(Stored data entries)
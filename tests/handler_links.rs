mod common;

use std::collections::HashSet;

use axum::http::StatusCode;
use serde_json::{json, Value};

#[tokio::test]
async fn test_create_link_success() {
    let server = common::test_server();

    let response = server
        .post("/api/links")
        .json(&json!({ "url": "https://example.com" }))
        .await;

    response.assert_status(StatusCode::CREATED);

    let body = response.json::<Value>();
    let code = body["short_code"].as_str().unwrap();

    assert_eq!(code.len(), 6);
    assert!(code.chars().all(|c| c.is_ascii_alphanumeric()));
    assert_eq!(body["original_url"], "https://example.com");
    assert_eq!(body["clicks"], 0);
    assert!(body["expires_at"].is_null());
    assert_eq!(
        body["short_url"],
        format!("{}/{}", common::BASE_URL, code)
    );
}

#[tokio::test]
async fn test_create_link_with_expiry() {
    let server = common::test_server();

    let response = server
        .post("/api/links")
        .json(&json!({ "url": "https://example.com", "expires_in_minutes": 60 }))
        .await;

    response.assert_status(StatusCode::CREATED);

    let body = response.json::<Value>();
    assert!(body["expires_at"].is_string());
}

#[tokio::test]
async fn test_create_link_rejects_ftp_scheme() {
    let server = common::test_server();

    let response = server
        .post("/api/links")
        .json(&json!({ "url": "ftp://example.com" }))
        .await;

    response.assert_status(StatusCode::BAD_REQUEST);

    let body = response.json::<Value>();
    assert_eq!(body["error"]["code"], "validation_error");
}

#[tokio::test]
async fn test_create_link_rejects_out_of_range_expiry() {
    let server = common::test_server();

    for minutes in [0, 525_601] {
        let response = server
            .post("/api/links")
            .json(&json!({ "url": "https://example.com", "expires_in_minutes": minutes }))
            .await;

        response.assert_status(StatusCode::BAD_REQUEST);
    }
}

#[tokio::test]
async fn test_created_codes_are_unique() {
    let server = common::test_server();
    let mut codes = HashSet::new();

    for i in 0..20 {
        let response = server
            .post("/api/links")
            .json(&json!({ "url": format!("https://example.com/{i}") }))
            .await;

        response.assert_status(StatusCode::CREATED);
        codes.insert(response.json::<Value>()["short_code"]
            .as_str()
            .unwrap()
            .to_string());
    }

    assert_eq!(codes.len(), 20);
}

#[tokio::test]
async fn test_list_links_returns_everything() {
    let server = common::test_server();

    for i in 0..3 {
        server
            .post("/api/links")
            .json(&json!({ "url": format!("https://example.com/{i}") }))
            .await
            .assert_status(StatusCode::CREATED);
    }

    let response = server.get("/api/links").await;
    response.assert_status_ok();

    let body = response.json::<Value>();
    assert_eq!(body.as_array().unwrap().len(), 3);
}

#[tokio::test]
async fn test_get_link_by_id() {
    let server = common::test_server();

    let created = server
        .post("/api/links")
        .json(&json!({ "url": "https://example.com" }))
        .await
        .json::<Value>();

    let id = created["id"].as_i64().unwrap();

    let response = server.get(&format!("/api/links/{id}")).await;
    response.assert_status_ok();

    let body = response.json::<Value>();
    assert_eq!(body["short_code"], created["short_code"]);
}

#[tokio::test]
async fn test_get_link_unknown_id_is_404() {
    let server = common::test_server();

    let response = server.get("/api/links/999").await;
    response.assert_status(StatusCode::NOT_FOUND);

    let body = response.json::<Value>();
    assert_eq!(body["error"]["code"], "not_found");
}

#[tokio::test]
async fn test_get_link_non_numeric_id_is_400() {
    let server = common::test_server();

    let response = server.get("/api/links/not-a-number").await;
    response.assert_status(StatusCode::BAD_REQUEST);
}

#[tokio::test]
async fn test_update_link_replaces_url() {
    let server = common::test_server();

    let created = server
        .post("/api/links")
        .json(&json!({ "url": "https://example.com" }))
        .await
        .json::<Value>();

    let id = created["id"].as_i64().unwrap();

    let response = server
        .patch(&format!("/api/links/{id}"))
        .json(&json!({ "url": "https://new.example.com" }))
        .await;

    response.assert_status_ok();

    let body = response.json::<Value>();
    assert_eq!(body["original_url"], "https://new.example.com");
    assert_eq!(body["short_code"], created["short_code"]);
}

#[tokio::test]
async fn test_update_link_clears_expiry_with_null() {
    let server = common::test_server();

    let created = server
        .post("/api/links")
        .json(&json!({ "url": "https://example.com", "expires_in_minutes": 60 }))
        .await
        .json::<Value>();

    let id = created["id"].as_i64().unwrap();

    let response = server
        .patch(&format!("/api/links/{id}"))
        .json(&json!({ "expires_at": null }))
        .await;

    response.assert_status_ok();
    assert!(response.json::<Value>()["expires_at"].is_null());
}

#[tokio::test]
async fn test_update_link_rejects_invalid_url() {
    let server = common::test_server();

    let created = server
        .post("/api/links")
        .json(&json!({ "url": "https://example.com" }))
        .await
        .json::<Value>();

    let id = created["id"].as_i64().unwrap();

    let response = server
        .patch(&format!("/api/links/{id}"))
        .json(&json!({ "url": "not-a-url" }))
        .await;

    response.assert_status(StatusCode::BAD_REQUEST);
}

#[tokio::test]
async fn test_update_unknown_id_is_404() {
    let server = common::test_server();

    let response = server
        .patch("/api/links/999")
        .json(&json!({ "url": "https://example.com" }))
        .await;

    response.assert_status(StatusCode::NOT_FOUND);
}

#[tokio::test]
async fn test_delete_link() {
    let server = common::test_server();

    let created = server
        .post("/api/links")
        .json(&json!({ "url": "https://example.com" }))
        .await
        .json::<Value>();

    let id = created["id"].as_i64().unwrap();

    server
        .delete(&format!("/api/links/{id}"))
        .await
        .assert_status(StatusCode::NO_CONTENT);

    server
        .get(&format!("/api/links/{id}"))
        .await
        .assert_status(StatusCode::NOT_FOUND);
}

#[tokio::test]
async fn test_delete_unknown_id_is_404() {
    let server = common::test_server();

    let response = server.delete("/api/links/999").await;
    response.assert_status(StatusCode::NOT_FOUND);
}
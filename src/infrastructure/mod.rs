//! Infrastructure layer implementing domain storage contracts.

pub mod persistence;
#![allow(dead_code)]

use std::sync::Arc;

use axum_test::TestServer;
use shortly::application::services::LinkService;
use shortly::infrastructure::persistence::MemoryLinkRepository;
use shortly::routes::app_router;
use shortly::state::AppState;

pub const BASE_URL: &str = "http://short.ly";

/// Spins up a test server over a fresh in-memory repository.
pub fn test_server() -> TestServer {
    test_server_with_repo(Arc::new(MemoryLinkRepository::new()))
}

/// Spins up a test server over a caller-provided repository, so tests can
/// seed records directly (e.g. already-expired links).
pub fn test_server_with_repo(repository: Arc<MemoryLinkRepository>) -> TestServer {
    let link_service = Arc::new(LinkService::new(repository));
    let state = AppState::new(link_service, BASE_URL);

    TestServer::new(app_router(state)).expect("failed to start test server")
}
//! In-memory implementation of the link repository.
//!
//! Backs the integration test suite and doubles as a zero-dependency
//! storage backend. A single mutex guards the whole map because both
//! invariants the store enforces (sequential id assignment and short code
//! uniqueness) span the entire key space.

use async_trait::async_trait;
use chrono::Utc;
use serde_json::json;
use std::collections::HashMap;
use std::sync::{Mutex, MutexGuard};

use crate::domain::entities::{NewShortLink, ShortLink};
use crate::domain::repositories::LinkRepository;
use crate::error::AppError;

struct MemoryState {
    next_id: i64,
    links: HashMap<i64, ShortLink>,
}

/// In-memory repository keyed by link id.
pub struct MemoryLinkRepository {
    state: Mutex<MemoryState>,
}

impl MemoryLinkRepository {
    /// Creates an empty repository.
    pub fn new() -> Self {
        Self {
            state: Mutex::new(MemoryState {
                next_id: 1,
                links: HashMap::new(),
            }),
        }
    }

    fn lock(&self) -> MutexGuard<'_, MemoryState> {
        // A poisoned lock only means another test thread panicked while
        // holding it; the map itself is still usable.
        self.state.lock().unwrap_or_else(|e| e.into_inner())
    }
}

impl Default for MemoryLinkRepository {
    fn default() -> Self {
        Self::new()
    }
}

#[async_trait]
impl LinkRepository for MemoryLinkRepository {
    async fn find_by_id(&self, id: i64) -> Result<Option<ShortLink>, AppError> {
        Ok(self.lock().links.get(&id).cloned())
    }

    async fn find_by_code(&self, code: &str) -> Result<Option<ShortLink>, AppError> {
        Ok(self
            .lock()
            .links
            .values()
            .find(|link| link.short_code == code)
            .cloned())
    }

    async fn find_all(&self) -> Result<Vec<ShortLink>, AppError> {
        let mut links: Vec<ShortLink> = self.lock().links.values().cloned().collect();
        links.sort_by_key(|link| link.id);
        Ok(links)
    }

    async fn insert(&self, new_link: NewShortLink) -> Result<ShortLink, AppError> {
        let mut state = self.lock();

        if state
            .links
            .values()
            .any(|link| link.short_code == new_link.short_code)
        {
            return Err(AppError::conflict(
                "Unique constraint violation",
                json!({ "short_code": new_link.short_code }),
            ));
        }

        let id = state.next_id;
        state.next_id += 1;

        let now = Utc::now();
        let link = ShortLink {
            id,
            original_url: new_link.original_url,
            short_code: new_link.short_code,
            clicks: 0,
            created_at: now,
            updated_at: now,
            expires_at: new_link.expires_at,
        };

        state.links.insert(id, link.clone());
        Ok(link)
    }

    async fn save(&self, link: ShortLink) -> Result<ShortLink, AppError> {
        let mut state = self.lock();

        let stored = state.links.get_mut(&link.id).ok_or_else(|| {
            AppError::not_found("Short link not found", json!({ "id": link.id }))
        })?;

        // Only the mutable fields move; clicks, short_code and created_at
        // are owned by other paths.
        stored.original_url = link.original_url;
        stored.expires_at = link.expires_at;
        stored.updated_at = Utc::now();

        Ok(stored.clone())
    }

    async fn delete(&self, id: i64) -> Result<bool, AppError> {
        Ok(self.lock().links.remove(&id).is_some())
    }

    async fn increment_clicks(&self, code: &str) -> Result<Option<ShortLink>, AppError> {
        let mut state = self.lock();

        let link = state
            .links
            .values_mut()
            .find(|link| link.short_code == code);

        Ok(link.map(|link| {
            link.clicks += 1;
            link.updated_at = Utc::now();
            link.clone()
        }))
    }
}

_Exercise details_
Give back precisely the lines above that start at the line containing "fn default() ->" and end at the line containing "async fn delete(&self, id: i64)", inclusive. No other lines belong in the output.

_Written reply_
    fn default() -> Self {
        Self::new()
    }
}

#[async_trait]
impl LinkRepository for MemoryLinkRepository {
    async fn find_by_id(&self, id: i64) -> Result<Option<ShortLink>, AppError> {
        Ok(self.lock().links.get(&id).cloned())
    }

    async fn find_by_code(&self, code: &str) -> Result<Option<ShortLink>, AppError> {
        Ok(self
            .lock()
            .links
            .values()
            .find(|link| link.short_code == code)
            .cloned())
    }

    async fn find_all(&self) -> Result<Vec<ShortLink>, AppError> {
        let mut links: Vec<ShortLink> = self.lock().links.values().cloned().collect();
        links.sort_by_key(|link| link.id);
        Ok(links)
    }

    async fn insert(&self, new_link: NewShortLink) -> Result<ShortLink, AppError> {
        let mut state = self.lock();

        if state
            .links
            .values()
            .any(|link| link.short_code == new_link.short_code)
        {
            return Err(AppError::conflict(
                "Unique constraint violation",
                json!({ "short_code": new_link.short_code }),
            ));
        }

        let id = state.next_id;
        state.next_id += 1;

        let now = Utc::now();
        let link = ShortLink {
            id,
            original_url: new_link.original_url,
            short_code: new_link.short_code,
            clicks: 0,
            created_at: now,
            updated_at: now,
            expires_at: new_link.expires_at,
        };

        state.links.insert(id, link.clone());
        Ok(link)
    }

    async fn save(&self, link: ShortLink) -> Result<ShortLink, AppError> {
        let mut state = self.lock();

        let stored = state.links.get_mut(&link.id).ok_or_else(|| {
            AppError::not_found("Short link not found", json!({ "id": link.id }))
        })?;

        // Only the mutable fields move; clicks, short_code and created_at
        // are owned by other paths.
        stored.original_url = link.original_url;
        stored.expires_at = link.expires_at;
        stored.updated_at = Utc::now();

        Ok(stored.clone())
    }

    async fn delete(&self, id: i64) -> Result<bool, AppError> {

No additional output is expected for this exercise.